### PROBLEM TO WORK ON:
From the entries that follow, pick out all lines holding "Categorical".

------------------------

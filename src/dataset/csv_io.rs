//! CSV ingestion and export.
//!
//! Column types are decided here, once: either from an explicit [`Schema`] or
//! by inference (a column is numeric iff every non-missing cell parses as a
//! number).

use std::fs::File;
use std::io::{Read, Write};
use std::path::Path;

use super::column::{Column, ColumnData};
use super::frame::Dataset;
use super::types::{ColumnType, Schema};
use crate::error::{Error, Result};

/// Cell spellings read as missing values
const MISSING_MARKERS: &[&str] = &["", "NA", "N/A", "NaN", "nan", "null", "NULL", "None"];

fn is_missing(cell: &str) -> bool {
    MISSING_MARKERS.contains(&cell.trim())
}

/// Read a CSV file with a header row
pub fn read_csv<P: AsRef<Path>>(path: P, schema: Option<&Schema>) -> Result<Dataset> {
    let path = path.as_ref();
    let file = File::open(path).map_err(|e| Error::io(format!("opening {}", path.display()), e))?;
    read_csv_from(file, schema)
}

/// Read CSV from any reader. Fields listed in `schema` take its declared type;
/// other columns are inferred.
pub fn read_csv_from<R: Read>(reader: R, schema: Option<&Schema>) -> Result<Dataset> {
    let mut rdr = csv::ReaderBuilder::new().has_headers(true).flexible(false).from_reader(reader);
    let headers: Vec<String> = rdr.headers()?.iter().map(|h| h.trim().to_string()).collect();

    let mut raw: Vec<Vec<String>> = vec![Vec::new(); headers.len()];
    for record in rdr.records() {
        let record = record?;
        for (i, cell) in record.iter().enumerate() {
            raw[i].push(cell.to_string());
        }
    }

    let mut dataset = Dataset::new();
    for (name, cells) in headers.into_iter().zip(raw) {
        let declared = schema.and_then(|s| s.column_type(&name));
        let column_type = declared.unwrap_or_else(|| infer_type(&cells));
        let data = match column_type {
            ColumnType::Numeric => ColumnData::Numeric(parse_numeric(&name, &cells)?),
            ColumnType::Categorical => ColumnData::Categorical(
                cells
                    .into_iter()
                    .map(|c| if is_missing(&c) { None } else { Some(c) })
                    .collect(),
            ),
        };
        dataset.push_column(Column::new(name, data))?;
    }
    Ok(dataset)
}

fn infer_type(cells: &[String]) -> ColumnType {
    let mut seen_value = false;
    for cell in cells.iter().filter(|c| !is_missing(c)) {
        if cell.trim().parse::<f64>().is_err() {
            return ColumnType::Categorical;
        }
        seen_value = true;
    }
    // An all-missing column carries no type evidence
    if seen_value {
        ColumnType::Numeric
    } else {
        ColumnType::Categorical
    }
}

fn parse_numeric(name: &str, cells: &[String]) -> Result<Vec<Option<f64>>> {
    cells
        .iter()
        .map(|c| {
            if is_missing(c) {
                Ok(None)
            } else {
                c.trim().parse::<f64>().map(Some).map_err(|_| Error::ColumnType {
                    name: name.to_string(),
                    expected: ColumnType::Numeric.name(),
                    actual: ColumnType::Categorical.name(),
                })
            }
        })
        .collect()
}

/// Write a dataset as CSV with a header row; missing cells are empty.
pub fn write_csv<P: AsRef<Path>>(dataset: &Dataset, path: P) -> Result<()> {
    let path = path.as_ref();
    let file =
        File::create(path).map_err(|e| Error::io(format!("creating {}", path.display()), e))?;
    write_csv_to(dataset, file)
}

/// Write CSV to any writer
pub fn write_csv_to<W: Write>(dataset: &Dataset, writer: W) -> Result<()> {
    let mut wtr = csv::Writer::from_writer(writer);
    wtr.write_record(dataset.column_names())?;
    for row in 0..dataset.n_rows() {
        let cells: Vec<String> = dataset
            .row_values(row)
            .into_iter()
            .map(|v| match v {
                super::Value::Null => String::new(),
                super::Value::Number(x) => x.to_string(),
                super::Value::Text(s) => s,
            })
            .collect();
        wtr.write_record(&cells)?;
    }
    wtr.flush().map_err(|e| Error::io("flushing CSV output", e))?;
    Ok(())
}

------------------------

### ANSWER SECTION:
            ColumnType::Categorical => ColumnData::Categorical(
            return ColumnType::Categorical;
        ColumnType::Categorical
                    actual: ColumnType::Categorical.name(),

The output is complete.